**Problem requirements**.
Only these lines are needed: the first line of the entries below through the line with "mapping key to", each returned exactly.

***** Records shown

// =============================================================================
// Persisted form
// =============================================================================

/// The on-disk shape of the pattern table: a JSON object mapping key to
/// pattern. Key order is preserved in both directions because it decides
/// which entry wins when several match.
#[derive(Debug, Clone, Default, PartialEq, Eq)]
pub struct PatternDocument {
    pub entries: Vec<(String, String)>,
}

impl PatternDocument {
    pub fn defaults() -> Self {
        Self {
            entries: DEFAULT_PATTERNS
                .iter()
                .map(|(k, p)| ((*k).to_string(), (*p).to_string()))
                .collect(),
        }
    }
}

impl Serialize for PatternDocument {
    fn serialize<S: Serializer>(&self, serializer: S) -> Result<S::Ok, S::Error> {
        let mut map = serializer.serialize_map(Some(self.entries.len()))?;
        for (key, pattern) in &self.entries {
            map.serialize_entry(key, pattern)?;
        }
        map.end()
    }
}

impl<'de> Deserialize<'de> for PatternDocument {
    fn deserialize<D: Deserializer<'de>>(deserializer: D) -> Result<Self, D::Error> {
        struct DocumentVisitor;

        impl<'de> Visitor<'de> for DocumentVisitor {
            type Value = PatternDocument;

            fn expecting(&self, f: &mut fmt::Formatter<'_>) -> fmt::Result {
                f.write_str("an object mapping pattern keys to regex strings")
            }

            fn visit_map<A: MapAccess<'de>>(self, mut access: A) -> Result<Self::Value, A::Error> {
                let mut entries = Vec::with_capacity(access.size_hint().unwrap_or(0));
                while let Some((key, pattern)) = access.next_entry::<String, String>()? {
                    entries.push((key, pattern));
                }
                Ok(PatternDocument { entries })
            }
        }

        deserializer.deserialize_map(DocumentVisitor)
    }
}

/// Parse the persisted JSON form.
///
/// `source_path` is used for error messages only (not for I/O).
pub fn parse_document(json: &str, source_path: &Path) -> Result<PatternDocument, PatternError> {
    serde_json::from_str(json).map_err(|e| PatternError::Malformed {
        path: source_path.to_path_buf(),
        source: e,
    })
}

/// Render the persisted JSON form (pretty-printed, trailing newline).
pub fn render_document(doc: &PatternDocument) -> String {
    // Serialising a list of string pairs into a map cannot fail.
    let mut out = serde_json::to_string_pretty(doc).unwrap_or_else(|_| "{}".to_string());
    out.push('\n');
    out
}
// KioskLog - lib.rs
//
// Library entry point, exposing all modules for integration testing and
// programmatic use. The command-line front end lives in `main.rs`.

pub mod app;
pub mod core;
pub mod platform;
pub mod util;
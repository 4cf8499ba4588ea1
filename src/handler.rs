use anyhow::Result;
use aura_core::notifications::NotificationTopic;
use crossterm::event::{KeyCode, KeyEvent, KeyModifiers, MouseEvent, MouseEventKind};
use ratatui::layout::Rect;

use crate::app::{App, HelpView, InputMode, Popup, Screen};
use crate::tui::AppEvent;

/// Guide opened when a connection alert is followed
const CONNECTION_GUIDE: &str = "slow-internet";

/// Convert a character index to a byte index for UTF-8 safe string operations
fn char_to_byte_index(s: &str, char_idx: usize) -> usize {
    s.char_indices()
        .nth(char_idx)
        .map(|(i, _)| i)
        .unwrap_or(s.len())
}

pub fn handle_event(app: &mut App, event: AppEvent) -> Result<()> {
    match event {
        AppEvent::Key(key) => handle_key(app, key),
        AppEvent::Mouse(mouse) => handle_mouse(app, mouse),
        AppEvent::Resize(_, _) => {}
        AppEvent::Tick => app.tick_animation(),
        AppEvent::Alert(alert) => {
            tracing::info!(title = %alert.title, "alert posted to dashboard");
            app.push_alert(alert);
        }
        AppEvent::TrackerTick => {
            // a tick can race the screen switch that cancelled the timer
            if app.screen == Screen::Track {
                app.advance_technician();
            }
        }
    }
    Ok(())
}

fn handle_key(app: &mut App, key: KeyEvent) {
    // Global keys that work in any mode
    if key.code == KeyCode::Char('c') && key.modifiers.contains(KeyModifiers::CONTROL) {
        app.should_quit = true;
        return;
    }

    if app.popup.is_some() {
        handle_popup(app, key);
        return;
    }

    match app.input_mode {
        InputMode::Normal => handle_normal_mode(app, key),
        InputMode::Editing => handle_chat_editing(app, key),
    }
}

fn handle_popup(app: &mut App, key: KeyEvent) {
    match app.popup {
        Some(Popup::ConfirmBooking) => match key.code {
            KeyCode::Char('y') | KeyCode::Enter => app.confirm_booking(),
            KeyCode::Char('n') | KeyCode::Esc => app.popup = None,
            _ => {}
        },
        Some(Popup::Notice { .. }) => {
            if matches!(key.code, KeyCode::Enter | KeyCode::Esc | KeyCode::Char(' ')) {
                app.popup = None;
            }
        }
        None => {}
    }
}

fn handle_normal_mode(app: &mut App, key: KeyEvent) {
    // Screen switching
    match key.code {
        KeyCode::Char('q') => {
            app.should_quit = true;
            return;
        }
        KeyCode::Char('1') => return app.set_screen(Screen::Dashboard),
        KeyCode::Char('2') => return app.set_screen(Screen::Help),
        KeyCode::Char('3') => return app.set_screen(Screen::Chat),
        KeyCode::Char('4') => return app.set_screen(Screen::Track),
        KeyCode::Tab => return app.set_screen(app.screen.next()),
        KeyCode::BackTab => return app.set_screen(app.screen.prev()),
        _ => {}
    }

    match app.screen {
        Screen::Dashboard => handle_dashboard(app, key),
        Screen::Help => handle_help(app, key),
        Screen::Chat => handle_chat_normal(app, key),
        Screen::Track => handle_track(app, key),
    }
}

fn handle_dashboard(app: &mut App, key: KeyEvent) {
    match key.code {
        KeyCode::Char('j') | KeyCode::Down => app.alert_nav_down(),
        KeyCode::Char('k') | KeyCode::Up => app.alert_nav_up(),

        // Follow the selected alert
        KeyCode::Enter => {
            let topic = app
                .alert_state
                .selected()
                .and_then(|i| app.dashboard.alerts.get(i))
                .map(|alert| alert.topic);
            if topic == Some(NotificationTopic::ConnectionIssue) {
                open_guide_by_id(app, CONNECTION_GUIDE);
            }
        }

        // Quick actions
        KeyCode::Char('h') => app.set_screen(Screen::Help),
        KeyCode::Char('a') => {
            app.set_screen(Screen::Chat);
            app.input_mode = InputMode::Editing;
        }
        KeyCode::Char('t') => app.set_screen(Screen::Track),
        _ => {}
    }
}

fn open_guide_by_id(app: &mut App, guide_id: &str) {
    if let Some(idx) = app.guides.iter().position(|g| g.id == guide_id) {
        app.set_screen(Screen::Help);
        app.guide_state.select(Some(idx));
        app.open_guide();
    }
}

fn handle_help(app: &mut App, key: KeyEvent) {
    match app.help_view {
        HelpView::Guides => match key.code {
            KeyCode::Char('j') | KeyCode::Down => app.guide_nav_down(),
            KeyCode::Char('k') | KeyCode::Up => app.guide_nav_up(),
            KeyCode::Enter | KeyCode::Char('l') | KeyCode::Right => app.open_guide(),
            KeyCode::Char('a') => {
                app.set_screen(Screen::Chat);
                app.input_mode = InputMode::Editing;
            }
            _ => {}
        },
        HelpView::Steps => match key.code {
            KeyCode::Char('j') | KeyCode::Down => app.step_nav_down(),
            KeyCode::Char('k') | KeyCode::Up => app.step_nav_up(),
            KeyCode::Enter | KeyCode::Char(' ') | KeyCode::Char('x') => app.toggle_selected_step(),
            KeyCode::Char('r') => app.resolve_guide(),
            KeyCode::Esc | KeyCode::Char('h') | KeyCode::Left | KeyCode::Backspace => {
                app.close_guide()
            }
            // Still stuck: hand over to the assistant
            KeyCode::Char('a') => {
                app.set_screen(Screen::Chat);
                app.input_mode = InputMode::Editing;
            }
            _ => {}
        },
    }
}

fn handle_chat_normal(app: &mut App, key: KeyEvent) {
    match key.code {
        KeyCode::Char('i') | KeyCode::Enter => {
            app.input_mode = InputMode::Editing;
        }
        KeyCode::Char('j') | KeyCode::Down => app.scroll_chat_down(1),
        KeyCode::Char('k') | KeyCode::Up => app.scroll_chat_up(1),
        KeyCode::Char('G') => app.scroll_chat_to_bottom(),
        KeyCode::Char('g') => app.chat_scroll = 0,
        KeyCode::Char('b') => app.offer_booking(),
        KeyCode::Char('n') => app.reset_chat(),
        _ => {}
    }
}

fn handle_chat_editing(app: &mut App, key: KeyEvent) {
    match key.code {
        KeyCode::Esc => {
            app.input_mode = InputMode::Normal;
        }
        KeyCode::Enter => {
            if !app.is_typing() {
                app.send_chat();
                app.input_mode = InputMode::Normal;
            }
        }
        KeyCode::Backspace => {
            if app.chat_cursor > 0 {
                app.chat_cursor -= 1;
                let byte_pos = char_to_byte_index(&app.chat_input, app.chat_cursor);
                app.chat_input.remove(byte_pos);
            }
        }
        KeyCode::Delete => {
            let char_count = app.chat_input.chars().count();
            if app.chat_cursor < char_count {
                let byte_pos = char_to_byte_index(&app.chat_input, app.chat_cursor);
                app.chat_input.remove(byte_pos);
            }
        }
        KeyCode::Left => {
            app.chat_cursor = app.chat_cursor.saturating_sub(1);
        }
        KeyCode::Right => {
            let char_count = app.chat_input.chars().count();
            app.chat_cursor = (app.chat_cursor + 1).min(char_count);
        }
        KeyCode::Home => {
            app.chat_cursor = 0;
        }
        KeyCode::End => {
            app.chat_cursor = app.chat_input.chars().count();
        }
        KeyCode::Char(c) => {
            if !app.chat_input_full() {
                let byte_pos = char_to_byte_index(&app.chat_input, app.chat_cursor);
                app.chat_input.insert(byte_pos, c);
                app.chat_cursor += 1;
            }
        }
        _ => {}
    }
}

fn handle_track(app: &mut App, key: KeyEvent) {
    match key.code {
        KeyCode::Char('r') => app.refresh_location(),
        KeyCode::Char('c') => {
            app.status_line = Some(format!(
                "Calling {} at {}...",
                app.technician.name, app.technician.phone
            ));
        }
        KeyCode::Char('m') => {
            app.set_screen(Screen::Chat);
            app.input_mode = InputMode::Editing;
        }
        _ => {}
    }
}

/// Check if a point is within a rectangle
fn point_in_rect(x: u16, y: u16, rect: Rect) -> bool {
    x >= rect.x && x < rect.x + rect.width && y >= rect.y && y < rect.y + rect.height
}

fn handle_mouse(app: &mut App, mouse: MouseEvent) {
    let in_chat = app
        .chat_area
        .map(|r| point_in_rect(mouse.column, mouse.row, r))
        .unwrap_or(false);

    match mouse.kind {
        MouseEventKind::ScrollDown => match app.screen {
            Screen::Dashboard => app.alert_nav_down(),
            Screen::Help if app.help_view == HelpView::Steps => app.step_nav_down(),
            Screen::Help => app.guide_nav_down(),
            Screen::Chat if in_chat => app.scroll_chat_down(3),
            _ => {}
        },
        MouseEventKind::ScrollUp => match app.screen {
            Screen::Dashboard => app.alert_nav_up(),
            Screen::Help if app.help_view == HelpView::Steps => app.step_nav_up(),
            Screen::Help => app.guide_nav_up(),
            Screen::Chat if in_chat => app.scroll_chat_up(3),
            _ => {}
        },
        _ => {}
    }
}

#[cfg(test)]
mod tests {
    use super::*;
    use aura_core::api::ApiLatency;
    use aura_core::chat::MAX_INPUT_CHARS;
    use aura_core::Config;
    use tokio::sync::mpsc;

    fn test_app() -> App {
        let (tx, _rx) = mpsc::unbounded_channel();
        let config = Config {
            latency: ApiLatency::instant(),
            ..Config::new()
        };
        App::new(config, tx)
    }

    fn press(app: &mut App, code: KeyCode) {
        handle_key(app, KeyEvent::new(code, KeyModifiers::NONE));
    }

    fn type_text(app: &mut App, text: &str) {
        for c in text.chars() {
            press(app, KeyCode::Char(c));
        }
    }

    #[test]
    fn test_char_to_byte_index() {
        assert_eq!(char_to_byte_index("héllo", 0), 0);
        assert_eq!(char_to_byte_index("héllo", 2), 3);
        assert_eq!(char_to_byte_index("héllo", 10), 6);
    }

    #[tokio::test]
    async fn test_number_keys_switch_screens() {
        let mut app = test_app();
        press(&mut app, KeyCode::Char('3'));
        assert_eq!(app.screen, Screen::Chat);
        press(&mut app, KeyCode::Tab);
        assert_eq!(app.screen, Screen::Track);
        press(&mut app, KeyCode::BackTab);
        assert_eq!(app.screen, Screen::Chat);
    }

    #[tokio::test]
    async fn test_editing_with_cursor() {
        let mut app = test_app();
        press(&mut app, KeyCode::Char('3'));
        press(&mut app, KeyCode::Char('i'));
        assert_eq!(app.input_mode, InputMode::Editing);

        type_text(&mut app, "wif");
        press(&mut app, KeyCode::Home);
        press(&mut app, KeyCode::Delete);
        press(&mut app, KeyCode::End);
        type_text(&mut app, "i?");
        assert_eq!(app.chat_input, "ifi?");

        // digits are text while editing, not screen switches
        type_text(&mut app, "2");
        assert_eq!(app.screen, Screen::Chat);
        assert_eq!(app.chat_input, "ifi?2");
    }

    #[tokio::test]
    async fn test_input_stops_at_limit() {
        let mut app = test_app();
        app.set_screen(Screen::Chat);
        app.input_mode = InputMode::Editing;
        type_text(&mut app, &"a".repeat(MAX_INPUT_CHARS + 20));
        assert_eq!(app.chat_input.chars().count(), MAX_INPUT_CHARS);
    }

    #[tokio::test]
    async fn test_enter_sends_message() {
        let mut app = test_app();
        app.set_screen(Screen::Chat);
        app.input_mode = InputMode::Editing;
        type_text(&mut app, "outage?");
        press(&mut app, KeyCode::Enter);

        assert!(app.is_typing());
        assert_eq!(app.input_mode, InputMode::Normal);
        assert_eq!(app.chat.messages().last().unwrap().text, "outage?");
    }

    #[tokio::test]
    async fn test_connection_alert_opens_guide() {
        let mut app = test_app();
        // first seeded alert is the connection warning
        press(&mut app, KeyCode::Enter);

        assert_eq!(app.screen, Screen::Help);
        assert_eq!(app.help_view, HelpView::Steps);
        assert_eq!(app.selected_guide().unwrap().id, CONNECTION_GUIDE);
    }

    #[tokio::test]
    async fn test_step_toggle_keys() {
        let mut app = test_app();
        press(&mut app, KeyCode::Char('2'));
        press(&mut app, KeyCode::Enter);
        press(&mut app, KeyCode::Char(' '));
        press(&mut app, KeyCode::Char('j'));
        press(&mut app, KeyCode::Char(' '));

        let guide = app.selected_guide().unwrap();
        assert!(guide.steps[0].completed);
        assert!(guide.steps[1].completed);
        assert!(!guide.steps[2].completed);

        press(&mut app, KeyCode::Esc);
        assert_eq!(app.help_view, HelpView::Guides);
    }

    #[tokio::test]
    async fn test_popup_captures_keys() {
        let mut app = test_app();
        app.popup = Some(Popup::ConfirmBooking);
        press(&mut app, KeyCode::Char('q'));
        assert!(!app.should_quit);

        press(&mut app, KeyCode::Char('n'));
        assert!(app.popup.is_none());
        press(&mut app, KeyCode::Char('q'));
        assert!(app.should_quit);
    }

    #[tokio::test]
    async fn test_tracker_tick_ignored_off_screen() {
        let mut app = test_app();
        let before = app.technician.eta_minutes;
        handle_event(&mut app, AppEvent::TrackerTick).unwrap();
        assert_eq!(app.technician.eta_minutes, before);

        app.set_screen(Screen::Track);
        handle_event(&mut app, AppEvent::TrackerTick).unwrap();
        assert_eq!(app.technician.eta_minutes, before - 1);
    }
}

**********

**Task solution**.
// =============================================================================
// Persisted form
// =============================================================================

/// The on-disk shape of the pattern table: a JSON object mapping key to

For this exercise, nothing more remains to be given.